The only bad or good effect (depends how you look at it) is that the rating scale will be dependent on the time controls. RM strength will be always zero despite it gets relatively weaker at longer time controls. But that is ok, longer time controls give you more "absolute" strength for a normal engine.
Miguel
H.G.Muller wrote:This is a very interesting project, and I once made a similar attempt to extend the rating scale downwards, by analysing the results from the ChessWar promo division. One problem is that the weakest engines are often very unstable. And then they do not behave accordingly to the Elo curve, and analyzing their results as if they do, would extract wrong ratings. (E.g. there is an engine that prints "resign" in stead of "checkmate", so the weaker the opponent, the lower its average score against it.)
I tried to delete as many of obviously disturbing factors (e.g. games where a stronger engine crashed against a weaker one), but it is hard to catch everything. My conclusion (or rather, the result of the analysis) was that the rating of an engine like Pos 1.17 (in its non-random mode!) is slightly below zero, around -50 or so. And Pos 1.17 scores about 75% against a random mover.
The N-ply + random eval is sure to result in a nice set of stable engines that are asymptotically weak. It will take a chain of many of them before you will be able to connect to any decent rating. And connecting the random mover with the poule of decent engines by only one chain will be extremely unreliable. Connecting it through aother chain of engines might lead to a completely different rating. Nevertheless, the ratings of such N-ply random evaluators is of great fundamental interest.
I understood that Bob once did experiments like this. I am not sure about his implementation details. One question is how to evaluate a position where you are checkmated. Is that a normal evaluation, that you assign a random? Or do you assign it minus infinity. (It could be argued that that is cheating of some sort. Especially if you recognize stalemate seperately.) And would you play strictly by legal moves, or by King capture?
My engine NEG is very stable, and very weak, as it has no search. I especially made it to provide a stable engine in that Elo range. It just captures the piece with the best SEE, or if there is nothing to capture, tries a checking move. It does not know about checkmate. Nevertheless, it has won several games by checkmate in ChessWar. KQQQK is usually enough for it to accidentally win. But it has also won through a kind of fool's mate.

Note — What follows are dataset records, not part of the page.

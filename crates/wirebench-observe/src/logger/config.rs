use std::{fmt, io::IsTerminal, str::FromStr};

use crate::logger::{error::LoggerError, format::LoggerFormat};

/// When to emit ANSI colour codes in text output.
#[derive(Debug, Clone, Copy, PartialEq, Eq, Default)]
pub enum ColorMode {
    /// Colour only when stdout is a terminal.
    #[default]
    Auto,
    Always,
    Never,
}

impl ColorMode {
    pub fn enabled(self) -> bool {
        match self {
            ColorMode::Auto => std::io::stdout().is_terminal(),
            ColorMode::Always => true,
            ColorMode::Never => false,
        }
    }
}

impl FromStr for ColorMode {
    type Err = LoggerError;

    fn from_str(s: &str) -> Result<Self, Self::Err> {
        match s.trim().to_ascii_lowercase().as_str() {
            "auto" => Ok(ColorMode::Auto),
            "always" | "on" => Ok(ColorMode::Always),
            "never" | "off" => Ok(ColorMode::Never),
            other => Err(LoggerError::InvalidColorMode(other.to_string())),
        }
    }
}

impl fmt::Display for ColorMode {
    fn fmt(&self, f: &mut fmt::Formatter<'_>) -> fmt::Result {
        f.write_str(match self {
            ColorMode::Auto => "auto",
            ColorMode::Always => "always",
            ColorMode::Never => "never",
        })
    }
}

/// How a wirebench binary writes its diagnostics.
#[derive(Debug, Clone)]
pub struct LoggerConfig {
    pub format: LoggerFormat,
    /// `EnvFilter` directives, e.g. `"info"` or `"wirebench_server=debug,warn"`.
    pub filter: String,
    /// Print the module path of each event.
    pub targets: bool,
    pub color: ColorMode,
}

impl Default for LoggerConfig {
    fn default() -> Self {
        Self {
            format: LoggerFormat::Text,
            filter: "info".to_string(),
            targets: true,
            color: ColorMode::Auto,
        }
    }
}

impl LoggerConfig {
    pub fn new(format: LoggerFormat, filter: impl Into<String>) -> Self {
        Self {
            format,
            filter: filter.into(),
            ..Default::default()
        }
    }

    pub fn with_color(mut self, color: ColorMode) -> Self {
        self.color = color;
        self
    }
}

H.G.Muller wrote:Pos 1.17 scores about 75% against a random mover. I think NEG scores about 80-90% against Pos.
The problem with buggy engines is that they never score 100%, no matter how weak the opponent. They lose many games because they crash, do illegal moves, false claims, spontaneously resign... This tend to strongly distorts the tail of the rating list in the upward direction. Even one such game would make BayesElo think: "oh, this guy scored 1 point against B, so it cannot possibly be 1000 Elo weaker than B, because then that would have only a chance of 1:10,000". And then it rates it 500. While the point was a gift that a non-crashing program could impossibly dodge, because his opponent got stuck after 2 moves or so.
H.G.Muller wrote:It is really very hard to guard against any games where a badly losing program gets the game thrown into its lap without having done anything at all on merit. I am pretty sure that a random mover in the ChessWar promo would earn 2-3 points. Even NEG has 3 points now, and will probably end on 3.5, because it is paired in the last round with an opponent that is known to play Ra1-a2, Ra2-a1, Ra1-a2 for the entire game from move 2 on... (after 1. Na3).